Note to medical journalists: correlation does not prove causation

Some nice person sent me a link to this article earlier this week which appears in the UK’s broadsheet newspaper The Telegraph. I mention the fact that this publication is a ‘broadsheet’ because these larger format newspapers generally have a reputation of higher quality reporting compared to the ‘tabloids’.

Whether that true or not, I don’t know. What I do know is that the ‘story’ here is a familiar one. It actually appears to be about some research which links higher saturated fat with speedier mental decline during ageing, and monounsaturated fat with a protective effect. But the real story here, for me at least, is about how the reporter, Stephen Adams, at no point mentions that fact that this is an epidemiological study, and the limitations of this sort of research.

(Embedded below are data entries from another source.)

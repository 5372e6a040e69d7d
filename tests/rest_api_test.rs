//! REST API tests — a live server on an ephemeral port, exercised through
//! the same `ApiClient` gateway the UI uses.

use std::sync::Arc;

use taskdeck::client::ApiClient;
use taskdeck::config::AppConfig;
use taskdeck::rest;
use taskdeck::AppContext;

/// Start a server on an ephemeral port; returns the gateway pointed at it.
/// The TempDir must outlive the test so the database file sticks around.
async fn spawn_server() -> (ApiClient, tempfile::TempDir) {
    let dir = tempfile::tempdir().expect("tempdir");
    let config = AppConfig::new(Some(0), Some(dir.path().to_path_buf()), None, None);
    let ctx = Arc::new(AppContext::init(config).await.expect("context"));

    let listener = tokio::net::TcpListener::bind("127.0.0.1:0")
        .await
        .expect("bind");
    let addr = listener.local_addr().expect("local addr");
    let router = rest::build_router(ctx);
    tokio::spawn(async move {
        axum::serve(listener, router).await.expect("serve");
    });

    (ApiClient::new(format!("http://{addr}")), dir)
}

#[tokio::test]
async fn health_endpoint_is_reachable() {
    let (client, _dir) = spawn_server().await;
    assert!(client.is_reachable().await);
}

#[tokio::test]
async fn crud_lifecycle_over_http() {
    let (client, _dir) = spawn_server().await;

    assert!(client.list_tasks().await.unwrap().is_empty());

    let created = client.add_task("Buy milk", "2024-06-01").await.unwrap();
    assert_eq!(created.title, "Buy milk");
    assert_eq!(created.task_date, "2024-06-01");
    assert!(!created.completed);

    let tasks = client.list_tasks().await.unwrap();
    assert_eq!(tasks.len(), 1);
    assert_eq!(tasks[0], created);

    let toggled = client.toggle_task(created.id).await.unwrap().unwrap();
    assert!(toggled.completed);
    let toggled_back = client.toggle_task(created.id).await.unwrap().unwrap();
    assert!(!toggled_back.completed);

    let resp = client.delete_task(created.id).await.unwrap();
    assert_eq!(resp.message, "Deleted successfully");
    assert!(client.list_tasks().await.unwrap().is_empty());
}

#[tokio::test]
async fn newest_task_is_listed_first() {
    let (client, _dir) = spawn_server().await;

    client.add_task("older", "2024-06-01").await.unwrap();
    let newer = client.add_task("newer", "2024-06-02").await.unwrap();

    let tasks = client.list_tasks().await.unwrap();
    assert_eq!(tasks[0], newer);
}

#[tokio::test]
async fn toggle_on_missing_id_returns_null_body() {
    let (client, _dir) = spawn_server().await;
    assert!(client.toggle_task(12345).await.unwrap().is_none());
}

#[tokio::test]
async fn delete_on_missing_id_still_confirms() {
    let (client, _dir) = spawn_server().await;
    let resp = client.delete_task(12345).await.unwrap();
    assert_eq!(resp.message, "Deleted successfully");
}

#[tokio::test]
async fn invalid_date_surfaces_as_server_error() {
    let (client, _dir) = spawn_server().await;
    // The gateway propagates the 500 unmodified.
    assert!(client.add_task("bad", "not-a-date").await.is_err());
    assert!(client.list_tasks().await.unwrap().is_empty());
}
use serde::{Deserialize, Serialize};
use std::path::{Path, PathBuf};
use tracing::error;

const DEFAULT_PORT: u16 = 4400;

fn default_bind_address() -> String {
    "127.0.0.1".to_string()
}

// ─── ObservabilityConfig ─────────────────────────────────────────────────────

/// Observability configuration (`[observability]` in config.toml).
#[derive(Debug, Clone, Deserialize, Serialize)]
#[serde(default)]
pub struct ObservabilityConfig {
    /// Log SQLite queries that exceed this threshold (milliseconds). Default: 100.
    /// Set to 0 to disable slow query logging.
    pub slow_query_threshold_ms: u64,
}

impl Default for ObservabilityConfig {
    fn default() -> Self {
        Self {
            slow_query_threshold_ms: 100,
        }
    }
}

// ─── AssistantConfig ─────────────────────────────────────────────────────────

/// Assistant model backend configuration (`[assistant]` in config.toml).
///
/// The assistant talks to any Ollama-compatible server: one pull call that
/// streams acquisition progress, then one generate call per message.
#[derive(Debug, Clone, Deserialize, Serialize)]
#[serde(default)]
pub struct AssistantConfig {
    /// Base URL of the model backend. Default: http://127.0.0.1:11434.
    pub base_url: String,
    /// Model name to pull and generate with. Default: qwen2.5:0.5b.
    pub model: String,
    /// Maximum tokens generated per reply. Default: 100.
    pub max_new_tokens: u32,
    /// Sampling temperature. Default: 0.7.
    pub temperature: f32,
    /// Repetition penalty applied during decoding. Default: 1.2.
    pub repetition_penalty: f32,
}

impl Default for AssistantConfig {
    fn default() -> Self {
        Self {
            base_url: "http://127.0.0.1:11434".to_string(),
            model: "qwen2.5:0.5b".to_string(),
            max_new_tokens: 100,
            temperature: 0.7,
            repetition_penalty: 1.2,
        }
    }
}

// ─── TOML config file ────────────────────────────────────────────────────────

/// `{data_dir}/config.toml` — all fields are optional overrides.
/// Priority: CLI / env var  >  TOML  >  built-in default.
#[derive(Deserialize, Default)]
struct TomlConfig {
    /// REST API server port (default: 4400).
    port: Option<u16>,
    /// Bind address for the API server (default: "127.0.0.1"; use "0.0.0.0" for LAN access).
    bind_address: Option<String>,
    /// Log level filter string, e.g. "debug", "info,taskdeck=trace" (default: "info").
    log: Option<String>,
    /// Log output format: "pretty" (default, human-readable) | "json" (structured for log aggregators).
    log_format: Option<String>,
    /// Base URL the UI and CLI use to reach the API (default: http://127.0.0.1:{port}).
    api_url: Option<String>,
    /// Observability configuration (`[observability]`).
    observability: Option<ObservabilityConfig>,
    /// Assistant model backend (`[assistant]`).
    assistant: Option<AssistantConfig>,
}

fn load_toml(data_dir: &Path) -> Option<TomlConfig> {
    let path = data_dir.join("config.toml");
    let contents = std::fs::read_to_string(&path).ok()?;
    match toml::from_str::<TomlConfig>(&contents) {
        Ok(cfg) => Some(cfg),
        Err(e) => {
            error!(path = %path.display(), err = %e, "failed to parse config.toml — using defaults");
            None
        }
    }
}

// ─── AppConfig ───────────────────────────────────────────────────────────────

#[derive(Debug, Clone)]
pub struct AppConfig {
    pub port: u16,
    pub data_dir: PathBuf,
    pub log: String,
    /// Bind address for the API server (TASKDECK_BIND env var, default: "127.0.0.1").
    pub bind_address: String,
    /// Log output format: "pretty" (default) | "json".
    pub log_format: String,
    /// Base URL the UI and CLI client use to reach the API.
    pub api_url: String,
    /// Observability: slow query threshold.
    pub observability: ObservabilityConfig,
    /// Assistant model backend settings.
    pub assistant: AssistantConfig,
}

impl AppConfig {
    /// Build config from CLI/env args + optional TOML file.
    ///
    /// Priority (highest to lowest):
    ///   1. CLI / env — passed as `Some(value)` from clap
    ///   2. TOML file at `{data_dir}/config.toml`
    ///   3. Built-in defaults
    pub fn new(
        port: Option<u16>,
        data_dir: Option<PathBuf>,
        log: Option<String>,
        bind_address: Option<String>,
    ) -> Self {
        let data_dir = data_dir.unwrap_or_else(default_data_dir);

        // Load TOML as the lowest-priority override layer
        let toml = load_toml(&data_dir).unwrap_or_default();

        let port = port.or(toml.port).unwrap_or(DEFAULT_PORT);
        let log = log.or(toml.log).unwrap_or_else(|| "info".to_string());

        let bind_address = bind_address
            .or(std::env::var("TASKDECK_BIND").ok().filter(|s| !s.is_empty()))
            .or(toml.bind_address)
            .unwrap_or_else(default_bind_address);

        let log_format = std::env::var("TASKDECK_LOG_FORMAT")
            .ok()
            .filter(|s| !s.is_empty())
            .or(toml.log_format)
            .unwrap_or_else(|| "pretty".to_string());

        let api_url = std::env::var("TASKDECK_API_URL")
            .ok()
            .filter(|s| !s.is_empty())
            .or(toml.api_url)
            .unwrap_or_else(|| format!("http://127.0.0.1:{port}"));

        let observability = toml.observability.unwrap_or_default();
        let assistant = toml.assistant.unwrap_or_default();

        Self {
            port,
            data_dir,
            log,
            bind_address,
            log_format,
            api_url,
            observability,
            assistant,
        }
    }
}

fn default_data_dir() -> PathBuf {
    #[cfg(target_os = "macos")]
    {
        // ~/Library/Application Support/taskdeck
        if let Ok(home) = std::env::var("HOME") {
            return PathBuf::from(home)
                .join("Library")
                .join("Application Support")
                .join("taskdeck");
        }
    }
    #[cfg(target_os = "linux")]
    {
        // $XDG_DATA_HOME/taskdeck or ~/.local/share/taskdeck
        if let Ok(xdg) = std::env::var("XDG_DATA_HOME") {
            return PathBuf::from(xdg).join("taskdeck");
        }
        if let Ok(home) = std::env::var("HOME") {
            return PathBuf::from(home)
                .join(".local")
                .join("share")
                .join("taskdeck");
        }
    }
    #[cfg(target_os = "windows")]
    {
        // %APPDATA%\taskdeck
        if let Ok(appdata) = std::env::var("APPDATA") {
            return PathBuf::from(appdata).join("taskdeck");
        }
    }
    // Fallback
    PathBuf::from(".taskdeck")
}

In short, epidemiological studies look at associations between things. However, just because one thing is associated with another, this doesn’t mean this one thing is causing the other. This is because of things called confounding factors – perhaps true causative factors that are associated with other factors that are ‘innocent bystanders’. For example, let’s saywe have research which links ownership of a television with an increased risk of heart disease. Do televisions cause heart disease? Probably not. It’s more likely that one of the real issues here is watching television (i.e. sedentary behaviour) which, of course, is associated with owning a television. Eating rubbish snack foods in front of the TV might be a contributing factor here too, of course.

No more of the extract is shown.